Take from the records below each line that holds "PredictionInputs".

(Stored entries)
# # # # #

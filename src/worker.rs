use std::collections::HashSet;
use std::sync::mpsc::{Receiver, Sender};
use std::sync::{Arc, Mutex};
use std::thread::{self, JoinHandle};
use std::time::Instant;

use crate::gemini::Predictor;
use crate::inputs::PredictionInputs;
use crate::state::{Delta, ProviderCommand, RequestId};

/// Run one prediction and wrap the outcome for the controller.
pub fn execute(
    predictor: &dyn Predictor,
    request_id: RequestId,
    inputs: PredictionInputs,
) -> Delta {
    match predictor.predict(&inputs) {
        Ok(result) => Delta::PredictionReady {
            request_id,
            inputs,
            result,
        },
        Err(error) => Delta::PredictionFailed { request_id, error },
    }
}

/// Ids of predictions still running, and which of those were cancelled.
/// A cancel for an id that already finished is ignored, so neither set
/// outlives the thread it tracks.
#[derive(Debug, Default)]
pub struct CancelRegistry {
    running: HashSet<RequestId>,
    cancelled: HashSet<RequestId>,
}

impl CancelRegistry {
    pub fn start(&mut self, request_id: RequestId) {
        self.running.insert(request_id);
    }

    /// Returns false when the prediction is no longer running.
    pub fn cancel(&mut self, request_id: RequestId) -> bool {
        if !self.running.contains(&request_id) {
            return false;
        }
        self.cancelled.insert(request_id)
    }

    /// Marks the prediction done; true when its outcome must be dropped.
    pub fn finish(&mut self, request_id: RequestId) -> bool {
        self.running.remove(&request_id);
        self.cancelled.remove(&request_id)
    }

    pub fn tracked(&self) -> usize {
        self.running.len() + self.cancelled.len()
    }
}

/// Command loop. Each prediction runs on its own thread so a `Cancel` can be
/// processed while the HTTP call is still outstanding; cancelled outcomes are
/// never forwarded. Exits when the command channel closes.
pub fn spawn_provider(
    predictor: Arc<dyn Predictor>,
    tx: Sender<Delta>,
    cmd_rx: Receiver<ProviderCommand>,
) -> JoinHandle<()> {
    thread::spawn(move || {
        let registry = Arc::new(Mutex::new(CancelRegistry::default()));

        while let Ok(cmd) = cmd_rx.recv() {
            match cmd {
                ProviderCommand::Predict { request_id, inputs } => {
                    let predictor = Arc::clone(&predictor);
                    let tx = tx.clone();
                    let registry = Arc::clone(&registry);
                    if let Ok(mut reg) = registry.lock() {
                        reg.start(request_id);
                    }
                    thread::spawn(move || {
                        let started = Instant::now();
                        let delta = execute(predictor.as_ref(), request_id, inputs);
                        let was_cancelled = registry
                            .lock()
                            .map(|mut reg| reg.finish(request_id))
                            .unwrap_or(false);
                        if was_cancelled {
                            let _ = tx.send(Delta::Log(format!(
                                "[INFO] Discarded outcome of cancelled prediction #{request_id}"
                            )));
                            return;
                        }
                        let _ = tx.send(Delta::Log(format!(
                            "[INFO] Prediction #{request_id} answered in {} ms",
                            started.elapsed().as_millis()
                        )));
                        let _ = tx.send(delta);
                    });
                }
                ProviderCommand::Cancel { request_id } => {
                    if let Ok(mut reg) = registry.lock() {
                        reg.cancel(request_id);
                    }
                }
            }
        }
    })
}
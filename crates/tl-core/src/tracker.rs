//! Foreground application sampling.

use std::collections::HashSet;

use chrono::NaiveDateTime;
use thiserror::Error;

use crate::ledger::Ledger;
use crate::types::SessionId;

/// Default seconds between foreground samples.
pub const DEFAULT_SAMPLE_INTERVAL_SECS: u64 = 5;

/// The foreground probe could not produce a reading.
#[derive(Debug, Error, Clone, PartialEq, Eq)]
#[error("foreground probe failed: {message}")]
pub struct ProbeError {
    pub message: String,
}

impl ProbeError {
    pub fn new(message: impl Into<String>) -> Self {
        Self {
            message: message.into(),
        }
    }
}

/// Reports the name of the application currently in the foreground.
///
/// `Ok(None)` means the platform had nothing to report this time.
pub trait ForegroundAppProbe {
    fn foreground_app(&mut self) -> Result<Option<String>, ProbeError>;
}

impl<F> ForegroundAppProbe for F
where
    F: FnMut() -> Result<Option<String>, ProbeError>,
{
    fn foreground_app(&mut self) -> Result<Option<String>, ProbeError> {
        self()
    }
}

/// Accumulates foreground time into the ledger while a session runs.
#[derive(Debug, Clone)]
pub struct AppUsageTracker {
    interval_seconds: i64,
    excluded: HashSet<String>,
    sampling: bool,
}

impl AppUsageTracker {
    /// `excluded` names are matched case-insensitively.
    pub fn new<I, S>(interval_seconds: u64, excluded: I) -> Self
    where
        I: IntoIterator<Item = S>,
        S: AsRef<str>,
    {
        Self {
            interval_seconds: i64::try_from(interval_seconds).unwrap_or(i64::MAX),
            excluded: excluded
                .into_iter()
                .map(|name| name.as_ref().trim().to_lowercase())
                .collect(),
            sampling: false,
        }
    }

    pub const fn interval_seconds(&self) -> i64 {
        self.interval_seconds
    }

    pub const fn is_sampling(&self) -> bool {
        self.sampling
    }

    pub fn start(&mut self) {
        if !self.sampling {
            tracing::debug!("app sampling started");
        }
        self.sampling = true;
    }

    pub fn stop(&mut self) {
        if self.sampling {
            tracing::debug!("app sampling stopped");
        }
        self.sampling = false;
    }

    /// Turns a raw probe reading into the name to record, if any.
    pub fn accept(&self, reading: Result<Option<String>, ProbeError>) -> Option<String> {
        let name = match reading {
            Ok(name) => name?,
            Err(err) => {
                tracing::debug!(%err, "no foreground sample this tick");
                return None;
            }
        };
        let name = name.trim();
        if name.is_empty() || self.excluded.contains(&name.to_lowercase()) {
            return None;
        }
        Some(name.to_string())
    }

    /// Takes one sample and records it against `session`.
    ///
    /// Does nothing while not sampling or without a session. Probe failures are
    /// swallowed; storage failures are returned. Returns the recorded name.
    pub fn sample<L, P>(
        &self,
        ledger: &mut L,
        probe: &mut P,
        session: Option<SessionId>,
        now: NaiveDateTime,
    ) -> Result<Option<String>, L::Error>
    where
        L: Ledger,
        P: ForegroundAppProbe + ?Sized,
    {
        if session.is_none() || !self.sampling {
            return Ok(None);
        }
        self.record(ledger, probe.foreground_app(), session, now)
    }

    /// Records a reading taken elsewhere, e.g. off the scheduling thread.
    ///
    /// Same rules as [`Self::sample`].
    pub fn record<L: Ledger>(
        &self,
        ledger: &mut L,
        reading: Result<Option<String>, ProbeError>,
        session: Option<SessionId>,
        now: NaiveDateTime,
    ) -> Result<Option<String>, L::Error> {
        let Some(session) = session.filter(|_| self.sampling) else {
            return Ok(None);
        };
        let Some(name) = self.accept(reading) else {
            return Ok(None);
        };
        ledger.record_app_usage(session, &name, self.interval_seconds, now)?;
        tracing::debug!(%session, app = %name, "recorded foreground sample");
        Ok(Some(name))
    }
}

impl Default for AppUsageTracker {
    fn default() -> Self {
        Self::new(DEFAULT_SAMPLE_INTERVAL_SECS, std::iter::empty::<&str>())
    }
}
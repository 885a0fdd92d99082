//! Core logic for the time limiter.
//!
//! This crate contains:
//! - Accounting: attributing session time to calendar days
//! - Session control: start/stop, crash recovery and midnight splitting
//! - App tracking: sampling the foreground application into the ledger
//! - Enforcement: the running/locked state machine and PIN-gated exit
//!
//! Storage is reached only through the [`Ledger`] trait.

pub mod accounting;
mod budget;
mod controller;
mod enforcement;
mod ledger;
pub mod pin;
#[cfg(test)]
mod testing;
pub mod time;
mod tracker;
mod types;

pub use accounting::{
    app_usage_totals, closed_duration, session_seconds_on, session_touches_day,
    total_seconds_for_date,
};
pub use budget::BudgetPolicy;
pub use controller::{ActiveSession, Rollover, SessionController, plan_rollover};
pub use enforcement::{
    EnforcementState, Enforcer, LockScreen, PinPrompt, PinPurpose, ShutdownDecision, choose_pin,
};
pub use ledger::Ledger;
pub use pin::{PIN_SETTING_KEY, hash_pin, pin_matches};
pub use time::{Clock, ManualClock, SystemClock, TimestampError, format_timestamp, parse_timestamp};
pub use tracker::{AppUsageTracker, DEFAULT_SAMPLE_INTERVAL_SECS, ForegroundAppProbe, ProbeError};
pub use types::{AppUsageRecord, AppUsageTotal, Session, SessionId};
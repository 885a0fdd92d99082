//! Local wall-clock timestamps and calendar-day windows.
//!
//! All accounting happens on naive local time at second precision. Timestamps
//! are persisted as ISO 8601 strings without an offset (e.g.
//! `2025-01-15T10:30:00`), so lexicographic order matches chronological order
//! for rows written by this crate.

use std::cell::Cell;

use chrono::{Days, Local, NaiveDate, NaiveDateTime, NaiveTime, SubsecRound, TimeDelta};
use thiserror::Error;

/// Storage format for timestamps.
pub const TIMESTAMP_FORMAT: &str = "%Y-%m-%dT%H:%M:%S";

/// Accepted input formats. `%.f` also matches a missing fractional part.
const PARSE_FORMATS: &[&str] = &["%Y-%m-%dT%H:%M:%S%.f", "%Y-%m-%d %H:%M:%S%.f"];

/// A stored timestamp could not be parsed.
#[derive(Debug, Error, Clone, PartialEq, Eq)]
#[error("invalid timestamp: {value:?}")]
pub struct TimestampError {
    pub value: String,
}

/// Formats a timestamp for storage.
pub fn format_timestamp(timestamp: NaiveDateTime) -> String {
    timestamp.format(TIMESTAMP_FORMAT).to_string()
}

/// Parses a stored ISO 8601 local timestamp.
pub fn parse_timestamp(value: &str) -> Result<NaiveDateTime, TimestampError> {
    let trimmed = value.trim();
    PARSE_FORMATS
        .iter()
        .find_map(|format| NaiveDateTime::parse_from_str(trimmed, format).ok())
        .ok_or_else(|| TimestampError {
            value: value.to_string(),
        })
}

/// Local midnight at the start of `day`.
pub fn start_of_day(day: NaiveDate) -> NaiveDateTime {
    day.and_time(NaiveTime::MIN)
}

/// The half-open window `[day 00:00, day+1 00:00)`.
pub fn day_window(day: NaiveDate) -> (NaiveDateTime, NaiveDateTime) {
    let next = day.checked_add_days(Days::new(1)).unwrap_or(NaiveDate::MAX);
    (start_of_day(day), start_of_day(next))
}

/// Seconds between two timestamps, floored.
pub fn seconds_between(start: NaiveDateTime, end: NaiveDateTime) -> i64 {
    (end - start).num_seconds()
}

/// Source of the current local wall-clock time.
pub trait Clock {
    /// Current local time, truncated to whole seconds.
    fn now(&self) -> NaiveDateTime;
}

/// Reads the system clock in the local time zone.
#[derive(Debug, Default, Clone, Copy)]
pub struct SystemClock;

impl Clock for SystemClock {
    fn now(&self) -> NaiveDateTime {
        Local::now().naive_local().trunc_subsecs(0)
    }
}

/// A clock that only moves when told to.
#[derive(Debug, Clone)]
pub struct ManualClock {
    now: Cell<NaiveDateTime>,
}

impl ManualClock {
    pub fn new(start: NaiveDateTime) -> Self {
        Self {
            now: Cell::new(start.trunc_subsecs(0)),
        }
    }

    pub fn set(&self, now: NaiveDateTime) {
        self.now.set(now.trunc_subsecs(0));
    }

    pub fn advance(&self, seconds: i64) {
        self.now.set(self.now.get() + TimeDelta::seconds(seconds));
    }
}

impl Clock for ManualClock {
    fn now(&self) -> NaiveDateTime {
        self.now.get()
    }
}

# # # # #

(WORKED SOLUTION)
use crate::inputs::PredictionInputs;
    inputs: PredictionInputs,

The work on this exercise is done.